It will let you pull or push changes which have already been committed
around. So that in your above scenario you could do:
bzr branch sftp://server//path/to/C local-A
bzr branch sftp://server//path/to/C local-B
cd local-A
<hack hack>
bzr commit -m "Added new stuff"
At this point, user A wants to let people know about these changes, they
have 2 possibilities:
1) They can create a new remote branch using:
bzr push sftp://server//path/to/A
This creates a new branch which A can publish their changes to.
Now, whenever user A creates a local change, he has to "bzr push"

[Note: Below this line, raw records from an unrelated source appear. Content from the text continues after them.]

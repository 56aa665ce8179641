//! Server configuration from environment variables.
//!
//! - `WISHLIST_HOST`: listen address (default: "0.0.0.0")
//! - `WISHLIST_PORT`: listen port (default: "3000")
//! - `WISHLIST_MUTATION_DELAY_MS`: simulated latency of add/edit/remove (default: "1000")
//! - `WISHLIST_FETCH_DELAY_MS`: simulated latency of the initial fetch (default: "2000")

use std::time::Duration;

use wishlist_store::{NetworkDelay, FETCH_LATENCY, MUTATION_LATENCY};

pub const HOST_VAR: &str = "WISHLIST_HOST";
pub const PORT_VAR: &str = "WISHLIST_PORT";
pub const MUTATION_DELAY_VAR: &str = "WISHLIST_MUTATION_DELAY_MS";
pub const FETCH_DELAY_VAR: &str = "WISHLIST_FETCH_DELAY_MS";

/// A configuration value could not be parsed.
#[derive(Debug, thiserror::Error)]
pub enum ConfigError {
    #[error("invalid value '{value}' for {key}: {reason}")]
    Invalid {
        key: &'static str,
        value: String,
        reason: String,
    },
}

#[derive(Debug, Clone, PartialEq, Eq)]
pub struct ServerConfig {
    pub host: String,
    pub port: u16,
    pub mutation_delay: NetworkDelay,
    pub fetch_delay: NetworkDelay,
}

impl Default for ServerConfig {
    fn default() -> Self {
        ServerConfig {
            host: "0.0.0.0".to_string(),
            port: 3000,
            mutation_delay: NetworkDelay::new(MUTATION_LATENCY),
            fetch_delay: NetworkDelay::new(FETCH_LATENCY),
        }
    }
}

impl ServerConfig {
    /// Reads the process environment.
    pub fn from_env() -> Result<Self, ConfigError> {
        Self::from_lookup(|key| std::env::var(key).ok())
    }

    /// Reads configuration through `lookup`; unset keys keep their defaults.
    pub fn from_lookup<F>(lookup: F) -> Result<Self, ConfigError>
    where
        F: Fn(&str) -> Option<String>,
    {
        let mut config = ServerConfig::default();
        if let Some(host) = lookup(HOST_VAR) {
            config.host = host;
        }
        if let Some(port) = lookup(PORT_VAR) {
            config.port = parse(PORT_VAR, &port)?;
        }
        if let Some(ms) = lookup(MUTATION_DELAY_VAR) {
            config.mutation_delay = NetworkDelay::from_millis(parse(MUTATION_DELAY_VAR, &ms)?);
        }
        if let Some(ms) = lookup(FETCH_DELAY_VAR) {
            config.fetch_delay = NetworkDelay::from_millis(parse(FETCH_DELAY_VAR, &ms)?);
        }
        Ok(config)
    }

    /// Default config with every simulated delay disabled.
    pub fn instant() -> Self {
        ServerConfig {
            mutation_delay: NetworkDelay::none(),
            fetch_delay: NetworkDelay::none(),
            ..Self::default()
        }
    }

    pub fn addr(&self) -> String {
        format!("{}:{}", self.host, self.port)
    }

    pub fn mutation_latency(&self) -> Duration {
        self.mutation_delay.duration()
    }
}

fn parse<T>(key: &'static str, value: &str) -> Result<T, ConfigError>
where
    T: std::str::FromStr,
    T::Err: std::fmt::Display,
{
    value.trim().parse().map_err(|err: T::Err| ConfigError::Invalid {
        key,
        value: value.to_string(),
        reason: err.to_string(),
    })
}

to publish those changes to the remote location. (We are working
on implementing things so that it can be automatically done, but
that hasn't been completed yet)
2) A knows that C is actually meant to be shared, and feels okay pushing
new changes directly to the shared branch. As long as nothing new has
been pushed to C, this command should work:
bzr push sftp://server//path/to/C
(And once it has been done once, a simple 'bzr push' will use the
last address).
If user B hasn't committed any new work, and wants to grab A's
changes, he can simply:
bzr pull
(pull uses the last used location, which was set when you branched)
So one way that both A and B can stay up-to-date with central branch
is to use this workflow:
wake up
bzr pull # Grab anything that occurred last night,
# not strictly necessary
<hack hack, ready for something new>
bzr pull # Make sure no updates while I was hacking
bzr commit -m "Commit my changes"
bzr push # Upload my changes to the remote
Now there is a race condition, where someone could push a change
to C between the pull and push.
But there is a workaround... Merging.
If both branch A and branch C have commits that do not exist
in each other, you must merge the two branches before push
and pull will work again. In general that should be as simple as
bzr merge
< check that the changes are reasonable >
bzr commit -m "[merge] Missing some patches from C"
bzr push
# At this point, because all the revisions in C should
# exist in A, a push should succeed.
Naturally, there is still a race condition in this last workflow, where
between the time you merge, and the time you push, someone else has
pushed yet another change. But this is true for all revision control
systems. (Think CVS, when you 'cvs update' you actually are running a
merge of your working tree against the last commit. If you fix up that
merge, and then go to commit again, someone could have applied an
update, which you then have to merge, etc)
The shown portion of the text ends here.